🤖 AI Summary
This study addresses the longstanding lack of a systematic and reliable evaluation framework in natural language generation (NLG), where metric selection is often driven by task-specific conventions and the alignment between large language models as judges (LaaJ) and human evaluation remains insufficiently validated. By leveraging automated information extraction, the authors construct a large-scale dataset of evaluation practices from 14,171 NLG papers published over the past six years at four top-tier conferences. Their analysis quantitatively reveals three critical issues: significant divergence in evaluation methodologies across tasks (e.g., over 40% of dialogue generation studies in 2025 adopt LaaJ, while machine translation still heavily relies on n-gram-based metrics), limited discriminative power of commonly used general-purpose metrics, and only moderate to low correlation between LaaJ and human judgments—with fewer than 8% of studies explicitly validating this alignment. Based on these findings, the paper offers practical recommendations to enhance the rigor of NLG evaluation.
📝 Abstract
Despite advances in Natural Language Generation (NLG), evaluation remains challenging. Although various new metrics and LLM-as-a-judge (LaaJ) methods are proposed, human judgment persists as the gold standard. To systematically review how NLG evaluation has evolved, we employ an automatic information extraction scheme to gather key information from NLG papers, focusing on different evaluation methods (metrics, LaaJ and human evaluation).

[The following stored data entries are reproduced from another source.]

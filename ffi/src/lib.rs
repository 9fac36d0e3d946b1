//! C-ABI wrapper around `broker-core`.
//!
//! # Overview
//! Exposes the request broker through `extern "C"` functions so a host
//! written in any language with a C FFI can issue GET/POST requests and
//! receive `(body, status)` through a C callback, while Rust keeps the
//! correlation table, session cookies and failure normalization.
//!
//! # Design
//! - Every `extern "C"` function wraps its body in `catch_unwind` so panics
//!   never cross the FFI boundary.
//! - Issue functions return an `FfiErrorCode`; only programming errors
//!   (null or invalid arguments, unencodable payloads) are reported this
//!   way. Network failures always arrive through the callback.
//! - Callbacks run on transport threads, except in short-circuit mode where
//!   they run before the issue function returns.
//! - Strings returned to C must be released with `broker_free_string`.

pub mod types;

use std::ffi::{c_void, CStr, CString};
use std::os::raw::c_char;
use std::panic::{catch_unwind, AssertUnwindSafe};
use std::sync::Arc;

use broker_core::{BrokerConfig, Issued, Payload, RequestBroker, RequestId, SessionEtag};

use types::*;

/// Borrow a C string as `&str`; `None` for null or invalid UTF-8.
fn c_str<'a>(ptr: *const c_char) -> Option<&'a str> {
    if ptr.is_null() {
        return None;
    }
    unsafe { CStr::from_ptr(ptr) }.to_str().ok()
}

fn write_id(out_id: *mut u64, issued: Issued) {
    if !out_id.is_null() {
        let raw = issued.id().map_or(0, RequestId::as_u64);
        unsafe { *out_id = raw };
    }
}

// ---------------------------------------------------------------------------
// Broker lifecycle
// ---------------------------------------------------------------------------

/// Create a broker from a JSON configuration document.
///
/// Returns null if `config_json` is null, not valid UTF-8, not a valid
/// configuration, or if an internal panic occurs. The caller must free the
/// returned pointer with `broker_free`.
#[unsafe(no_mangle)]
pub extern "C" fn broker_new(config_json: *const c_char) -> *mut FfiBroker {
    catch_unwind(AssertUnwindSafe(|| {
        let Some(text) = c_str(config_json) else {
            return std::ptr::null_mut();
        };
        let config = match BrokerConfig::from_json_str(text) {
            Ok(config) => config,
            Err(err) => {
                tracing::warn!(error = %err, "rejecting broker configuration");
                return std::ptr::null_mut();
            }
        };
        let etag = Arc::new(SessionEtag::new());
        let inner = RequestBroker::from_config(&config, etag.clone());
        Box::into_raw(Box::new(FfiBroker { inner, etag }))
    }))
    .unwrap_or(std::ptr::null_mut())
}

/// Free a broker created by `broker_new`. Safe to call with null.
///
/// Requests still in flight are cancelled and their callbacks never fire.
/// A callback already running on a transport thread is waited for, so once
/// this returns the caller may release every `user_data` it handed out.
/// When called from inside a callback, that callback itself is not waited
/// for.
#[unsafe(no_mangle)]
pub extern "C" fn broker_free(broker: *mut FfiBroker) {
    if !broker.is_null() {
        let _ = catch_unwind(AssertUnwindSafe(|| {
            drop(unsafe { Box::from_raw(broker) });
        }));
    }
}

// ---------------------------------------------------------------------------
// Issuing requests
// ---------------------------------------------------------------------------

/// Issue a GET request.
///
/// On `Ok`, `callback` fires exactly once (unless the request is cancelled)
/// and `*out_id` (if non-null) receives the request id, or 0 when the
/// request was short-circuited.
#[unsafe(no_mangle)]
pub extern "C" fn broker_issue_get(
    broker: *const FfiBroker,
    url: *const c_char,
    callback: Option<FfiResponseCallback>,
    user_data: *mut c_void,
    out_id: *mut u64,
) -> FfiErrorCode {
    catch_unwind(AssertUnwindSafe(|| {
        let Some(callback) = callback else {
            return FfiErrorCode::NullArg;
        };
        if broker.is_null() || url.is_null() {
            return FfiErrorCode::NullArg;
        }
        let broker = unsafe { &*broker };
        let Some(url) = c_str(url) else {
            return FfiErrorCode::InvalidUtf8;
        };
        let target = CallbackTarget::new(callback, user_data);
        match broker
            .inner
            .issue_get(url, move |body, status| target.deliver(body, status))
        {
            Ok(issued) => {
                write_id(out_id, issued);
                FfiErrorCode::Ok
            }
            Err(err) => FfiErrorCode::from(&err),
        }
    }))
    .unwrap_or(FfiErrorCode::Panic)
}

/// Issue a form-encoded POST request.
///
/// `payload_json` must be a JSON object whose values are strings, numbers
/// or booleans. An unencodable payload returns `Encoding` and nothing is
/// sent; the callback does not fire.
#[unsafe(no_mangle)]
pub extern "C" fn broker_issue_post(
    broker: *const FfiBroker,
    url: *const c_char,
    payload_json: *const c_char,
    bypass_validation: bool,
    callback: Option<FfiResponseCallback>,
    user_data: *mut c_void,
    out_id: *mut u64,
) -> FfiErrorCode {
    catch_unwind(AssertUnwindSafe(|| {
        let Some(callback) = callback else {
            return FfiErrorCode::NullArg;
        };
        if broker.is_null() || url.is_null() || payload_json.is_null() {
            return FfiErrorCode::NullArg;
        }
        let broker = unsafe { &*broker };
        let (Some(url), Some(payload_text)) = (c_str(url), c_str(payload_json)) else {
            return FfiErrorCode::InvalidUtf8;
        };
        let payload: Payload = match serde_json::from_str(payload_text) {
            Ok(payload) => payload,
            Err(err) => {
                tracing::warn!(error = %err, "payload is not a JSON object");
                return FfiErrorCode::InvalidPayload;
            }
        };
        let target = CallbackTarget::new(callback, user_data);
        match broker.inner.issue_post(
            url,
            &payload,
            move |body, status| target.deliver(body, status),
            bypass_validation,
        ) {
            Ok(issued) => {
                write_id(out_id, issued);
                FfiErrorCode::Ok
            }
            Err(err) => {
                tracing::warn!(error = %err, "rejecting post");
                FfiErrorCode::from(&err)
            }
        }
    }))
    .unwrap_or(FfiErrorCode::Panic)
}

/// Cancel an in-flight request. Its callback will never fire.
///
/// Returns false when `id` is unknown, already completed or cancelled.
#[unsafe(no_mangle)]
pub extern "C" fn broker_cancel(broker: *const FfiBroker, id: u64) -> bool {
    catch_unwind(AssertUnwindSafe(|| {
        if broker.is_null() || id == 0 {
            return false;
        }
        let broker = unsafe { &*broker };
        broker.inner.cancel(RequestId::from_raw(id))
    }))
    .unwrap_or(false)
}

/// Number of requests awaiting completion.
#[unsafe(no_mangle)]
pub extern "C" fn broker_in_flight(broker: *const FfiBroker) -> u64 {
    catch_unwind(AssertUnwindSafe(|| {
        if broker.is_null() {
            return 0;
        }
        let broker = unsafe { &*broker };
        broker.inner.in_flight() as u64
    }))
    .unwrap_or(0)
}

// ---------------------------------------------------------------------------
// Session and mode
// ---------------------------------------------------------------------------

/// Answer every later request with the canned 503. Irreversible.
#[unsafe(no_mangle)]
pub extern "C" fn broker_set_short_circuit(broker: *const FfiBroker) {
    if broker.is_null() {
        return;
    }
    let _ = catch_unwind(AssertUnwindSafe(|| {
        let broker = unsafe { &*broker };
        broker.inner.set_short_circuit();
    }));
}

#[unsafe(no_mangle)]
pub extern "C" fn broker_is_short_circuited(broker: *const FfiBroker) -> bool {
    catch_unwind(AssertUnwindSafe(|| {
        !broker.is_null() && unsafe { &*broker }.inner.is_short_circuited()
    }))
    .unwrap_or(false)
}

/// Set the token sent as `If-Match` on POSTs. Null clears it.
#[unsafe(no_mangle)]
pub extern "C" fn broker_set_validation_token(broker: *const FfiBroker, token: *const c_char) {
    if broker.is_null() {
        return;
    }
    let _ = catch_unwind(AssertUnwindSafe(|| {
        let broker = unsafe { &*broker };
        match c_str(token) {
            Some(token) => broker.etag.set(token),
            None => broker.etag.clear(),
        }
    }));
}

/// Value of the session cookie `name` for `domain`, or null when absent.
///
/// The caller must free the returned string with `broker_free_string`.
#[unsafe(no_mangle)]
pub extern "C" fn broker_get_cookie(
    broker: *const FfiBroker,
    domain: *const c_char,
    name: *const c_char,
) -> *mut c_char {
    catch_unwind(AssertUnwindSafe(|| {
        if broker.is_null() {
            return std::ptr::null_mut();
        }
        let broker = unsafe { &*broker };
        let (Some(domain), Some(name)) = (c_str(domain), c_str(name)) else {
            return std::ptr::null_mut();
        };
        broker
            .inner
            .session_cookie(domain, name)
            .and_then(|cookie| CString::new(cookie.value).ok())
            .map_or(std::ptr::null_mut(), CString::into_raw)
    }))
    .unwrap_or(std::ptr::null_mut())
}

/// Install the `tracing` subscriber at `level` (e.g. "info", "debug").
///
/// Returns false if `level` is invalid or logging is already initialized.
#[unsafe(no_mangle)]
pub extern "C" fn broker_init_logging(level: *const c_char) -> bool {
    catch_unwind(AssertUnwindSafe(|| {
        let level = c_str(level).unwrap_or("info");
        broker_core::logging::init_logging(level).is_ok()
    }))
    .unwrap_or(false)
}

/// Free a C string allocated by this library. Safe to call with null.
#[unsafe(no_mangle)]
pub extern "C" fn broker_free_string(s: *mut c_char) {
    if !s.is_null() {
        let _ = catch_unwind(AssertUnwindSafe(|| {
            drop(unsafe { CString::from_raw(s) });
        }));
    }
}

// ---------------------------------------------------------------------------
// Unit tests
// ---------------------------------------------------------------------------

With extracted metadata from 14,171 papers across four major conferences (ACL, EMNLP, NAACL, and INLG) over the past six years, we reveal several critical findings: (1) Task Divergence: While Dialogue Generation demonstrates a rapid shift toward LaaJ (>40% in 2025), Machine Translation remains locked into n-gram metrics, and Question Answering exhibits a substantial decline in the proportion of studies conducting human evaluation. (2) Metric Inertia: Despite the development of semantic metrics, general-purpose metrics (e.g., BLEU, ROUGE) continue to be widely used across tasks without empirical justification, often lacking the discriminative power to distinguish between specific quality criteria. (3) Human-LaaJ Divergence: Our association analysis challenges the assumption that LLMs act as mere proxies for humans; LaaJ and human evaluations prioritize very different signals, and explicit validation is scarce (<8% of papers comparing the two), with only moderate to low correlation. Based on these observations, we derive practical recommendations to improve the rigor of future NLG evaluation.